That said, let me take this moment to compliment the reporters,

photographers and editors for all the hard work they did on our Top 103

most influential people special edition.

It was definitely the best ever.

*

Now for some second guessing.

The biggest controversies to come across my desk this week had to do with

photography. And in particular, images of young children.

The first had to do with our annual back-to-school issue. In that issue,

our photographer managed to bring back some unflattering photos of a

young kindergartner.

When the story and the photos ran, most of us in the newsroom thought

they were cute shots of a young boy nervous on his first day. But his

mother didn’t agree and wasn’t very happy about our choice of photos.

In hindsight, our Director of Photography Marc Martin agreed.

The photographer used a wide angle lens for the assignment and thus the

odd looking images, he said.

“We goofed,” Martin said. “We didn’t show good judgment.”

In the other instance, our photographers returned late one night this

week with a photograph of an accident scene. It wasn’t a particularly

newsworthy event, just a pretty bad fender-bender that jammed up traffic

a bit.

Amid the photos of the crunched cars, we had a photograph of a young

mother, child on her lap, being interviewed by a police officer.

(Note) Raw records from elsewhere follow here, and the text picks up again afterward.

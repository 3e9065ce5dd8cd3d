// file: src/secret.rs
// version: 1.0.0
// guid: 82a6894c-3925-45f4-a9cb-ffaba1b3805e

//! API key generation

use base64::engine::general_purpose::URL_SAFE_NO_PAD;
use base64::Engine;
use rand::rngs::OsRng;
use rand::RngCore;
use std::fmt;

/// Bytes of randomness behind every generated key
pub const API_KEY_ENTROPY_BYTES: usize = 32;

/// Name of the configuration entry that receives the key
pub const API_KEY_VAR: &str = "API_KEY";

/// Randomly generated API key, base64url without padding
#[derive(Clone, PartialEq, Eq)]
pub struct ApiKey(String);

impl ApiKey {
    /// Generate a new key from the OS random source
    pub fn generate() -> Self {
        let mut bytes = [0u8; API_KEY_ENTROPY_BYTES];
        OsRng.fill_bytes(&mut bytes);
        Self::from_bytes(&bytes)
    }

    fn from_bytes(bytes: &[u8]) -> Self {
        Self(URL_SAFE_NO_PAD.encode(bytes))
    }

    pub fn expose(&self) -> &str {
        &self.0
    }

    /// True if every character belongs to the URL-safe base64 alphabet
    pub fn is_url_safe(value: &str) -> bool {
        !value.is_empty()
            && value
                .chars()
                .all(|c| c.is_ascii_alphanumeric() || c == '-' || c == '_')
    }
}

impl fmt::Debug for ApiKey {
    fn fmt(&self, f: &mut fmt::Formatter<'_>) -> fmt::Result {
        f.write_str("ApiKey([REDACTED])")
    }
}

#[cfg(test)]
mod tests {
    use super::*;

    #[test]
    fn test_generated_key_is_url_safe_and_full_entropy() {
        let key = ApiKey::generate();
        assert!(ApiKey::is_url_safe(key.expose()));

        let decoded = URL_SAFE_NO_PAD.decode(key.expose()).unwrap();
        assert_eq!(decoded.len(), API_KEY_ENTROPY_BYTES);
        // 32 bytes -> 43 base64 characters without padding
        assert_eq!(key.expose().len(), 43);
    }

    #[test]
    fn test_keys_differ() {
        assert_ne!(ApiKey::generate(), ApiKey::generate());
    }

    #[test]
    fn test_debug_is_redacted() {
        let key = ApiKey::from_bytes(&[0xfb; 32]);
        let debug = format!("{:?}", key);
        assert!(!debug.contains(key.expose()));
        assert!(debug.contains("REDACTED"));
    }

    #[test]
    fn test_encoding_uses_url_alphabet() {
        // 0xfb 0xff encodes to '+' and '/' in the standard alphabet
        let key = ApiKey::from_bytes(&[0xfb, 0xff, 0xbf]);
        assert_eq!(key.expose(), "-_-_");
        assert!(!ApiKey::is_url_safe("abc+/"));
        assert!(!ApiKey::is_url_safe(""));
    }
}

To be fair to our photographer, the mother was well aware that a news

photographer was taking her picture at the time.

By the time she returned home, she started to realize, however, what that

meant. It was then that the newsroom got a phone call from her husband,

asking us to refrain from publishing the shot.

Normally, news folks are grizzled sorts who refuse to let readers dictate

what should or shouldn’t appear in our newspaper. And I can remember a

few obstinate moments I’ve had in the past over just such a debate.

But looking at the photo, it was clear to me that it didn’t have enough

news value to warrant such a standoff.

In a way, that photo highlights a bigger issue for us and that is the

dwindling trust that readers have for members of the media.

Heck, some approval ratings even have us dipping below lawyers, of all

things.

We need to reverse that trend and give the readers more reason to trust

us. Because, after all, they are the reason we exist in the first place.

And to do that, we need to weigh the readers’ concerns with our own need

to publish the news.

*

And of course there is also the issue of accuracy. One reader noted that

we jumbled up the transcribing of her call to our Readers Hotline

regarding the closing of the Cannery restaurant.

And, of course, the reader happened to be Kim Ogle, an English teacher

and fellow of the UCI Writing Project.

I can vouch for the fact that writers are particularly sensitive to how

their words appear in print.

So, as a way to mend that, the following is the correct version of Ogle’s

comments on the Cannery closing:

“I’m so sorry to hear that the Cannery is closing, as it was the site of

my husband’s and my first date. I’ll never forget that moonlit evening.

We were married one year later and we have just celebrated our 16th

wedding anniversary, so it will always remain a special place in our

hearts. It’s so sad that it will be torn down. It would have been

beautiful to turn it into an historical shopping village.”

I couldn’t agree with her more.

* TONY DODERO is the editor of the Daily Pilot. Comments or suggestions

for Second Thoughts can be Mailed: 330 W. Bay St. Costa Mesa, Ca. 92627.

E-mailed: tdnews1@aol.com or dailypilot@earthlink.net. Faxed:

949-646-4170. Phone: 949-574-4258.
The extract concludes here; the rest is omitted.